Page 43 of The Final Diagnosis

The baby lay perfectly still, its eyes closed, only a slight regular movement of the tiny chest testifying to its breathing. Even in the incubator, designed for the smallest infants, the little helpless body appeared forlorn and lost. It seemed incredible that in such fragility life could exist at all.

The younger nurse had come outside to join them. Wilding asked, “What was the birth weight?”

“Three pounds eight ounces.” The young nurse turned to John. “Do you understand what’s happening, Mr. Alexander—how your baby is being cared for?”

He shook his head. He found it hard to tear his eyes away, even for a moment, from the tiny child.

The young nurse said practically, “Some people like to know. They seem to think it helps.”

John nodded. “Yes; if you’d tell me. Please.”

The nurse pointed to the incubator. “The temperature inside is always ninety-eight degrees. There’s oxygen added to the air—about 40 per cent. The oxygen makes it easier for the baby to breathe. His lungs are so small, you see. They weren’t really developed when he was born.”

“Yes. I understand.” His eyes were back on the faint pulsing movement in the chest. While it continued it meant there was life, that the tiny burdened heart was beating, the thread of survival still unbroken.

The nurse went on. “Your baby isn’t strong enough to suck, so we have to use intubation. You see the little tube?” She pointed to a plastic cord with a hollow center which ran from the top of the incubator into the infant’s mouth. “It goes directly into the stomach. He’ll be having dextrose and water through the tube every hour and a half.”

John hesitated. Then he asked, “You’ve seen a lot of these cases?”

“Yes.” The nurse nodded gravely, as if sensing the question which would follow. He noticed she was petite and pretty, with red hair tucked under her cap. She was surprisingly young, too; perhaps twenty, certainly no more. But she carried an air of professional competence.

“Do you think he’ll live?” He glanced down again through the paneled glass.

“You can never tell.” The younger nurse’s forehead was creased in a frown. He could sense that she was trying to be honest, not to destroy his hopes and yet not to raise them. “Some do; some don’t.

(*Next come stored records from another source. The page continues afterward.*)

extern crate bt_hwcfg as hwcfg;

use hwcfg::domain::settings::{PatchSettings, Settings};
use hwcfg::hci::opcode::{
    HCI_INTEL_MANUFACTURE, HCI_INTEL_MEMWRITE, HCI_INTEL_RDSW_VERSION, HCI_RESET,
};
use hwcfg::hci::Opcode;
use hwcfg::hwcfg::{HaltReason, HwCfgState, PatchActivation};
use hwcfg::infrastructure::loopback::LoopbackController;
use hwcfg::infrastructure::upio::RecordingUpio;
use hwcfg::{OpResult, VendorEvent, VendorLib};
use std::fs;
use std::path::{Path, PathBuf};
use std::time::Duration;
use tokio::sync::mpsc;

const VERSION: [u8; 9] = [0xaa, 0xbb, 0xcc, 0xdd, 0xee, 0x11, 0x22, 0x33, 0x44];
const PATCH_NAME: &str = "aabbccddee11223344.seq";

type Vendor = VendorLib<LoopbackController, RecordingUpio>;

fn patch_dir(name: &str, files: &[(&str, &str)]) -> PathBuf {
    let dir = std::env::temp_dir().join(format!("bt_hwcfg_{}_{}", name, std::process::id()));
    let _ = fs::remove_dir_all(&dir);
    fs::create_dir_all(&dir).unwrap();
    for (file, contents) in files {
        fs::write(dir.join(file), contents).unwrap();
    }
    dir
}

fn settings_for(dir: &Path, file_name: Option<&str>) -> Settings {
    Settings {
        patch: PatchSettings {
            patch_file_path: dir.to_string_lossy().into_owned(),
            patch_file_name: file_name.map(str::to_string),
            settlement_delay_ms: None,
        },
        ..Default::default()
    }
}

fn vendor(
    settings: &Settings,
    channel: LoopbackController,
) -> (Vendor, mpsc::UnboundedReceiver<VendorEvent>) {
    let (tx, rx) = mpsc::unbounded_channel();
    (
        VendorLib::new(channel, RecordingUpio::default(), settings, tx),
        rx,
    )
}

fn opcodes(vendor: &Vendor) -> Vec<Opcode> {
    vendor.channel().sent().iter().map(|c| c.opcode).collect()
}

fn firmware_outcomes(rx: &mut mpsc::UnboundedReceiver<VendorEvent>) -> Vec<OpResult> {
    let mut out = Vec::new();
    while let Ok(event) = rx.try_recv() {
        match event {
            VendorEvent::FirmwareConfigured(result) => out.push(result),
            other => panic!("unexpected {:?}", other),
        }
    }
    out
}

#[test]
fn streams_patch_and_rechecks_version() {
    let dir = patch_dir(
        "stream",
        &[
            ("README", "not a patch"),
            (
                PATCH_NAME,
                "* header\n01 8EFC 0F000102030405060708090A0B0C0D0E\n\r\n01 8EFC 020102\n",
            ),
        ],
    );
    let (mut vendor, mut rx) = vendor(&settings_for(&dir, None), LoopbackController::new(&VERSION));

    vendor.start_firmware_config();
    vendor.pump();

    assert_eq!(firmware_outcomes(&mut rx), vec![OpResult::Success]);
    assert_eq!(
        opcodes(&vendor),
        vec![
            HCI_RESET,
            HCI_INTEL_RDSW_VERSION,
            HCI_INTEL_MANUFACTURE,
            HCI_INTEL_MEMWRITE,
            HCI_INTEL_MEMWRITE,
            HCI_INTEL_MANUFACTURE,
            HCI_INTEL_RDSW_VERSION,
        ]
    );

    let sent = vendor.channel().sent();
    assert_eq!(sent[2].params, vec![0x01, 0x00]);
    assert_eq!(sent[3].params, (0x00..=0x0E).collect::<Vec<u8>>());
    assert_eq!(sent[4].params, vec![0x01, 0x02]);
    assert_eq!(sent[5].params, vec![0x00, 0x02]);

    let fw = vendor.firmware();
    assert_eq!(fw.chip_name(), "aabbccddee11223344");
    assert_eq!(fw.commands_sent(), 2);
    assert_eq!(fw.patch_activation(), PatchActivation::Enabled);
    assert_eq!(fw.state(), HwCfgState::Idle);
    assert!(!fw.has_open_patch_file());
    assert_eq!(vendor.firmware_halt(), None);
    assert_eq!(vendor.channel().outstanding(), 0);

    fs::remove_dir_all(dir).unwrap();
}

#[test]
fn patch_name_matches_case_insensitively() {
    let dir = patch_dir("case", &[("AABBCCDDEE11223344.SEQ", "01 8EFC 0100\n")]);
    let (mut vendor, mut rx) = vendor(&settings_for(&dir, None), LoopbackController::new(&VERSION));

    vendor.start_firmware_config();
    vendor.pump();

    assert_eq!(firmware_outcomes(&mut rx), vec![OpResult::Success]);
    assert_eq!(vendor.firmware().commands_sent(), 1);

    fs::remove_dir_all(dir).unwrap();
}

#[test]
fn empty_patch_file_still_succeeds() {
    let dir = patch_dir("empty", &[(PATCH_NAME, "* nothing to send\nFFFF\n")]);
    let (mut vendor, mut rx) = vendor(&settings_for(&dir, None), LoopbackController::new(&VERSION));

    vendor.start_firmware_config();
    vendor.pump();

    assert_eq!(firmware_outcomes(&mut rx), vec![OpResult::Success]);
    assert_eq!(
        opcodes(&vendor),
        vec![HCI_RESET, HCI_INTEL_RDSW_VERSION, HCI_INTEL_MANUFACTURE, HCI_INTEL_MANUFACTURE]
    );
    assert_eq!(vendor.channel().sent()[3].params, vec![0x00, 0x00]);
    assert_eq!(vendor.firmware().patch_activation(), PatchActivation::NotSent);
    assert_eq!(vendor.channel().outstanding(), 0);

    fs::remove_dir_all(dir).unwrap();
}

#[test]
fn failed_record_aborts_once() {
    let dir = patch_dir(
        "abort",
        &[(PATCH_NAME, "01 8EFC 0100\n01 AAFC 0101\n01 8EFC 0102\n")],
    );
    let channel = LoopbackController::new(&VERSION).fail_opcode(Opcode(0xFCAA));
    let (mut vendor, mut rx) = vendor(&settings_for(&dir, None), channel);

    vendor.start_firmware_config();
    vendor.pump();

    assert_eq!(firmware_outcomes(&mut rx), vec![OpResult::Fail]);
    // Nothing follows the failing record
    assert_eq!(opcodes(&vendor).last(), Some(&Opcode(0xFCAA)));
    assert_eq!(vendor.channel().sent().len(), 5);
    assert_eq!(vendor.firmware().state(), HwCfgState::Idle);
    assert!(!vendor.firmware().has_open_patch_file());
    assert_eq!(vendor.channel().outstanding(), 0);

    fs::remove_dir_all(dir).unwrap();
}

#[test]
fn failed_reset_aborts_before_version_read() {
    let channel = LoopbackController::new(&VERSION).fail_opcode(HCI_RESET);
    let (mut vendor, mut rx) = vendor(&settings_for(Path::new("/nonexistent"), None), channel);

    vendor.start_firmware_config();
    vendor.pump();

    assert_eq!(firmware_outcomes(&mut rx), vec![OpResult::Fail]);
    assert_eq!(opcodes(&vendor), vec![HCI_RESET]);
}

#[test]
fn rejected_transmit_fails_without_leaking() {
    let dir = patch_dir("reject", &[(PATCH_NAME, "01 8EFC 0100\n")]);
    let channel = LoopbackController::new(&VERSION).reject_opcode(HCI_INTEL_MEMWRITE);
    let (mut vendor, mut rx) = vendor(&settings_for(&dir, None), channel);

    vendor.start_firmware_config();
    vendor.pump();

    assert_eq!(firmware_outcomes(&mut rx), vec![OpResult::Fail]);
    assert_eq!(
        opcodes(&vendor),
        vec![HCI_RESET, HCI_INTEL_RDSW_VERSION, HCI_INTEL_MANUFACTURE]
    );
    assert_eq!(vendor.channel().outstanding(), 0);

    fs::remove_dir_all(dir).unwrap();
}

#[test]
fn out_of_buffers_mid_sequence_fails() {
    let dir = patch_dir("nobuf", &[(PATCH_NAME, "01 8EFC 0100\n")]);
    let mut channel = LoopbackController::new(&VERSION);
    // reset, version read, then nothing
    channel.set_alloc_budget(Some(2));
    let (mut vendor, mut rx) = vendor(&settings_for(&dir, None), channel);

    vendor.start_firmware_config();
    vendor.pump();

    assert_eq!(firmware_outcomes(&mut rx), vec![OpResult::Fail]);
    assert_eq!(opcodes(&vendor), vec![HCI_RESET, HCI_INTEL_RDSW_VERSION]);

    fs::remove_dir_all(dir).unwrap();
}

#[test]
fn no_matching_patch_halts() {
    let dir = patch_dir("nomatch", &[("0011223344.seq", "01 8EFC 0100\n")]);
    let (mut vendor, mut rx) = vendor(&settings_for(&dir, None), LoopbackController::new(&VERSION));

    vendor.start_firmware_config();
    vendor.pump();

    assert!(firmware_outcomes(&mut rx).is_empty());
    assert_eq!(vendor.firmware_halt(), Some(HaltReason::NoPatch));
    assert_eq!(opcodes(&vendor), vec![HCI_RESET, HCI_INTEL_RDSW_VERSION]);
    assert_eq!(vendor.channel().outstanding(), 0);

    fs::remove_dir_all(dir).unwrap();
}

#[test]
fn unreadable_override_halts() {
    let dir = patch_dir("unreadable", &[]);
    let settings = settings_for(&dir, Some("missing.seq"));
    let (mut vendor, mut rx) = vendor(&settings, LoopbackController::new(&VERSION));

    vendor.start_firmware_config();
    vendor.pump();

    assert!(firmware_outcomes(&mut rx).is_empty());
    assert_eq!(vendor.firmware_halt(), Some(HaltReason::PatchUnreadable));
    assert_eq!(vendor.channel().sent().len(), 2);

    fs::remove_dir_all(dir).unwrap();
}

#[test]
fn override_name_skips_directory_scan() {
    let dir = patch_dir(
        "override",
        &[
            (PATCH_NAME, "01 8EFC 0100\n"),
            ("custom.bin", "01 8EFC 0100\n01 8EFC 0101\n01 8EFC 0102\n"),
        ],
    );
    let settings = settings_for(&dir, Some("custom.bin"));
    let (mut vendor, mut rx) = vendor(&settings, LoopbackController::new(&VERSION));

    vendor.start_firmware_config();
    vendor.pump();

    assert_eq!(firmware_outcomes(&mut rx), vec![OpResult::Success]);
    assert_eq!(vendor.firmware().commands_sent(), 3);

    fs::remove_dir_all(dir).unwrap();
}

#[test]
fn restart_after_success_runs_again() {
    let dir = patch_dir("restart", &[(PATCH_NAME, "01 8EFC 0100\n")]);
    let (mut vendor, mut rx) = vendor(&settings_for(&dir, None), LoopbackController::new(&VERSION));

    vendor.start_firmware_config();
    vendor.pump();
    vendor.channel_mut().take_sent();
    vendor.start_firmware_config();
    vendor.pump();

    assert_eq!(
        firmware_outcomes(&mut rx),
        vec![OpResult::Success, OpResult::Success]
    );
    assert_eq!(vendor.channel().sent().len(), 6);
    assert_eq!(vendor.firmware().commands_sent(), 1);

    fs::remove_dir_all(dir).unwrap();
}

#[test]
fn second_start_while_running_is_refused() {
    let dir = patch_dir("busy", &[(PATCH_NAME, "01 8EFC 0100\n")]);
    let (mut vendor, mut rx) = vendor(&settings_for(&dir, None), LoopbackController::new(&VERSION));

    vendor.start_firmware_config();
    vendor.start_firmware_config();
    vendor.pump();

    // The refused request fails at once, the running one completes normally
    assert_eq!(
        firmware_outcomes(&mut rx),
        vec![OpResult::Fail, OpResult::Success]
    );
    assert_eq!(vendor.firmware().chip_name(), "aabbccddee11223344");
    assert_eq!(
        opcodes(&vendor).iter().filter(|&&op| op == HCI_RESET).count(),
        1
    );
    assert_eq!(vendor.channel().sent().len(), 6);
    assert_eq!(vendor.firmware_halt(), None);
    assert_eq!(vendor.channel().outstanding(), 0);

    fs::remove_dir_all(dir).unwrap();
}

#[test]
fn settlement_delay_follows_chip_or_override() {
    let dir = patch_dir("settle", &[]);
    let (vendor, _rx) = vendor(&settings_for(&dir, None), LoopbackController::new(&VERSION));
    assert_eq!(vendor.settlement_delay(), Duration::from_millis(100));

    let mut settings = settings_for(&dir, None);
    settings.patch.settlement_delay_ms = Some(0);
    let (tx, _rx) = mpsc::unbounded_channel();
    let vendor: Vendor = VendorLib::new(
        LoopbackController::new(&VERSION),
        RecordingUpio::default(),
        &settings,
        tx,
    );
    assert_eq!(vendor.settlement_delay(), Duration::ZERO);

    fs::remove_dir_all(dir).unwrap();
}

Sometimes it seems as if some babies have a will to live. They fight for life.”

He asked her, “This one—is he fighting?”

She said carefully, “It’s too early to know. But those extra eight weeks would have made a lot of difference.” She added quietly, “This will be a hard fight.”

Once more he let his eyes stray back to the tiny figure. For the first time the thought occurred to him: This is my son, my own, a part of my life. Suddenly he was consumed by a sense of overwhelming love for this fragile morsel, fighting his lonely battle inside the warm little box below. He had an absurd impulse to shout through the glass: You’re not alone, son; I’ve come to help. He wanted to run to the incubator and say: These are my hands; take them for your strength. Here are my lungs; use them and let me breathe for you. Only don’t give up, son; don’t give up! There’s so much ahead, so much we can do together—if only you’ll live! Listen to me, and hold on! This is your father and I love you.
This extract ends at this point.